The Unicode Standard, Version 2.0 defines a canonical decomposition format, which can be used as a normalization for interchanging text. This format allows for binary comparison while maintaining canonical equivalence (see Section 3.9, Canonical Ordering Behavior).
The standard also defines a compatibility decomposition format, which allows for binary comparison while maintaining compatibility equivalence. The latter can also be useful in many circumstances, since it levels the differences between compatibility characters which are inappropriate in those circumstances. For example, the half-width and full-width katakana characters will have the same compatibility decomposition and are thus compatibility equivalents; however, they are not canonical equivalents.
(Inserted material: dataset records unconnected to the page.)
//! Owned, volatile views of memory mapped hardware.
//!
//! A [`Region`] keeps its backing mapping alive, so a mapping is unmapped when the last region
//! carved out of it is dropped. Cores never see a region directly; they own a [`RegisterWindow`]
//! (which can't be cloned) wrapped in a typed [`Registers`] view generated by
//! `#[derive(RegisterBlock)]`.

use crate::error::{
    Error,
    Result,
};
use memmap2::{
    Mmap,
    MmapMut,
};
use std::{
    any::Any,
    fmt,
    marker::PhantomData,
    mem::size_of,
    ptr::NonNull,
    sync::Arc,
};

/// Zeroed heap memory that stands in for a device, used by the mock backend and tests
pub struct HeapMemory {
    ptr: NonNull<u64>,
    words: usize,
}

// SAFETY: the memory is only ever accessed through volatile reads and writes
unsafe impl Send for HeapMemory {}
unsafe impl Sync for HeapMemory {}

impl HeapMemory {
    #[must_use]
    pub fn zeroed(len: usize) -> Arc<Self> {
        let words = len.div_ceil(8).max(1);
        let boxed: Box<[u64]> = vec![0u64; words].into_boxed_slice();
        let ptr = NonNull::from(Box::leak(boxed)).cast::<u64>();
        Arc::new(Self { ptr, words })
    }

    /// A region covering all of this memory
    #[must_use]
    pub fn region(self: &Arc<Self>) -> Region {
        Region {
            ptr: self.ptr.cast(),
            len: self.words * 8,
            read_only: false,
            _owner: self.clone(),
        }
    }
}

impl Drop for HeapMemory {
    fn drop(&mut self) {
        // SAFETY: ptr and words come from the leaked box in `zeroed`
        unsafe {
            drop(Box::from_raw(std::ptr::slice_from_raw_parts_mut(
                self.ptr.as_ptr(),
                self.words,
            )));
        }
    }
}

/// A shared handle to a range of mapped memory
#[derive(Clone)]
pub struct Region {
    ptr: NonNull<u8>,
    len: usize,
    read_only: bool,
    _owner: Arc<dyn Any + Send + Sync>,
}

// SAFETY: all accesses are volatile and bounds checked, the owner keeps the memory alive
unsafe impl Send for Region {}
unsafe impl Sync for Region {}

impl fmt::Debug for Region {
    fn fmt(&self, f: &mut fmt::Formatter<'_>) -> fmt::Result {
        f.debug_struct("Region")
            .field("ptr", &self.ptr)
            .field("len", &self.len)
            .field("read_only", &self.read_only)
            .finish()
    }
}

impl Region {
    /// Take ownership of a writable mapping
    #[must_use]
    pub fn from_mmap(mut map: MmapMut) -> Self {
        let len = map.len();
        let ptr = NonNull::new(map.as_mut_ptr()).unwrap_or(NonNull::dangling());
        Self {
            ptr,
            len,
            read_only: false,
            _owner: Arc::new(map),
        }
    }

    /// Take ownership of a read-only mapping. Writes to the result panic.
    #[must_use]
    pub fn from_mmap_ro(map: Mmap) -> Self {
        let len = map.len();
        let ptr = NonNull::new(map.as_ptr().cast_mut()).unwrap_or(NonNull::dangling());
        Self {
            ptr,
            len,
            read_only: true,
            _owner: Arc::new(map),
        }
    }

    /// A sub-range of this region sharing the same mapping
    #[must_use]
    pub fn sub(&self, offset: usize, len: usize) -> Option<Self> {
        if !self.contains(offset, len) {
            return None;
        }
        Some(Self {
            // SAFETY: checked to be in bounds above
            ptr: unsafe { NonNull::new_unchecked(self.ptr.as_ptr().add(offset)) },
            len,
            read_only: self.read_only,
            _owner: self._owner.clone(),
        })
    }

    #[must_use]
    pub fn len(&self) -> usize {
        self.len
    }

    #[must_use]
    pub fn is_empty(&self) -> bool {
        self.len == 0
    }

    /// Whether `size` bytes starting at `offset` lie inside the region
    #[must_use]
    pub fn contains(&self, offset: usize, size: usize) -> bool {
        offset.checked_add(size).is_some_and(|end| end <= self.len)
    }

    /// Volatile read of a `T` at byte `offset`
    /// # Panics
    /// Panics if the read would leave the region
    #[must_use]
    pub fn read<T: Copy>(&self, offset: usize) -> T {
        assert!(self.contains(offset, size_of::<T>()), "MMIO read out of bounds");
        // SAFETY: in bounds, the owner keeps the mapping alive
        unsafe { self.ptr.as_ptr().add(offset).cast::<T>().read_volatile() }
    }

    /// Volatile write of a `T` at byte `offset`
    /// # Panics
    /// Panics if the write would leave the region or the region is read-only
    pub fn write<T: Copy>(&self, offset: usize, value: T) {
        assert!(!self.read_only, "MMIO write to a read-only region");
        assert!(self.contains(offset, size_of::<T>()), "MMIO write out of bounds");
        // SAFETY: in bounds and writable, the owner keeps the mapping alive
        unsafe { self.ptr.as_ptr().add(offset).cast::<T>().write_volatile(value) }
    }

    /// Byte-wise volatile write of `data` at `offset`
    pub fn write_bytes(&self, offset: usize, data: &[u8]) {
        for (i, b) in data.iter().enumerate() {
            self.write(offset + i, *b);
        }
    }

    /// Byte-wise volatile read of `len` bytes at `offset`
    #[must_use]
    pub fn read_bytes(&self, offset: usize, len: usize) -> Vec<u8> {
        (0..len).map(|i| self.read(offset + i)).collect()
    }

    /// Bulk copy of `len` bytes at `offset`, for memory the hardware only writes through DMA
    /// # Panics
    /// Panics if the range leaves the region
    #[must_use]
    pub fn copy_out(&self, offset: usize, len: usize) -> Vec<u8> {
        assert!(self.contains(offset, len), "MMIO copy out of bounds");
        let mut out = vec![0u8; len];
        // SAFETY: in bounds, `out` has room for `len` bytes and can't overlap a mapping
        unsafe {
            std::ptr::copy_nonoverlapping(self.ptr.as_ptr().add(offset), out.as_mut_ptr(), len);
        }
        out
    }
}

/// The register window of a single core. Exactly one core owns each window.
#[derive(Debug)]
pub struct RegisterWindow {
    region: Region,
    base: u64,
}

impl RegisterWindow {
    #[must_use]
    pub fn new(region: Region, base: u64) -> Self {
        Self { region, base }
    }

    /// Bus address of the window, as described by the device tree
    #[must_use]
    pub fn base(&self) -> u64 {
        self.base
    }

    #[must_use]
    pub fn len(&self) -> usize {
        self.region.len()
    }

    #[must_use]
    pub fn is_empty(&self) -> bool {
        self.region.is_empty()
    }

    #[must_use]
    pub fn region(&self) -> &Region {
        &self.region
    }
}

/// A register window interpreted through the layout `T`. Accessors for the fields of `T` are
/// generated by `#[derive(RegisterBlock)]`.
pub struct Registers<T> {
    window: RegisterWindow,
    _layout: PhantomData<fn() -> T>,
}

impl<T> fmt::Debug for Registers<T> {
    fn fmt(&self, f: &mut fmt::Formatter<'_>) -> fmt::Result {
        f.debug_struct("Registers")
            .field("layout", &std::any::type_name::<T>())
            .field("window", &self.window)
            .finish()
    }
}

impl<T> Registers<T> {
    /// # Errors
    /// Returns an error if the window is smaller than the layout
    pub fn new(window: RegisterWindow) -> Result<Self> {
        Self::with_min_len(window, size_of::<T>())
    }

    /// Like [`Registers::new`] for cores with memory past the register block
    /// # Errors
    /// Returns an error if the window is smaller than `needed`
    pub fn with_min_len(window: RegisterWindow, needed: usize) -> Result<Self> {
        let needed = needed.max(size_of::<T>());
        if window.len() < needed {
            return Err(Error::WindowTooSmall {
                needed,
                available: window.len(),
            });
        }
        Ok(Self {
            window,
            _layout: PhantomData,
        })
    }

    #[must_use]
    pub fn window(&self) -> &RegisterWindow {
        &self.window
    }

    #[must_use]
    pub fn read<V: Copy>(&self, offset: usize) -> V {
        self.window.region.read(offset)
    }

    pub fn write<V: Copy>(&self, offset: usize, value: V) {
        self.window.region.write(offset, value);
    }
}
In many environments, there is the additional requirement for a composition format, which can also be used as a normalization for interchanging text, but which generally maintains the precomposed characters. This format should also allow for binary comparison while maintaining Unicode equivalence. It will probably become required for much of the WWW content, and might also be adapted by other places, in particular many IETF protocols. It is also useful in the case of programming language identifiers that can contain Unicode characters.
As with decomposition, there are two forms of composition, canonical composition and compatibility composition. The former maintains canonical equivalence, while the latter maintains compatibility equivalence.
The compatibility equivalence can be even more useful in normalization, since it levels the differences between compatibility characters which are inappropriately distinguished in many circumstances. For example, the half-width and full-width katakana characters will have the same compatibility composition, as will Roman Numerals and their letter equivalents. More complete examples are provided below.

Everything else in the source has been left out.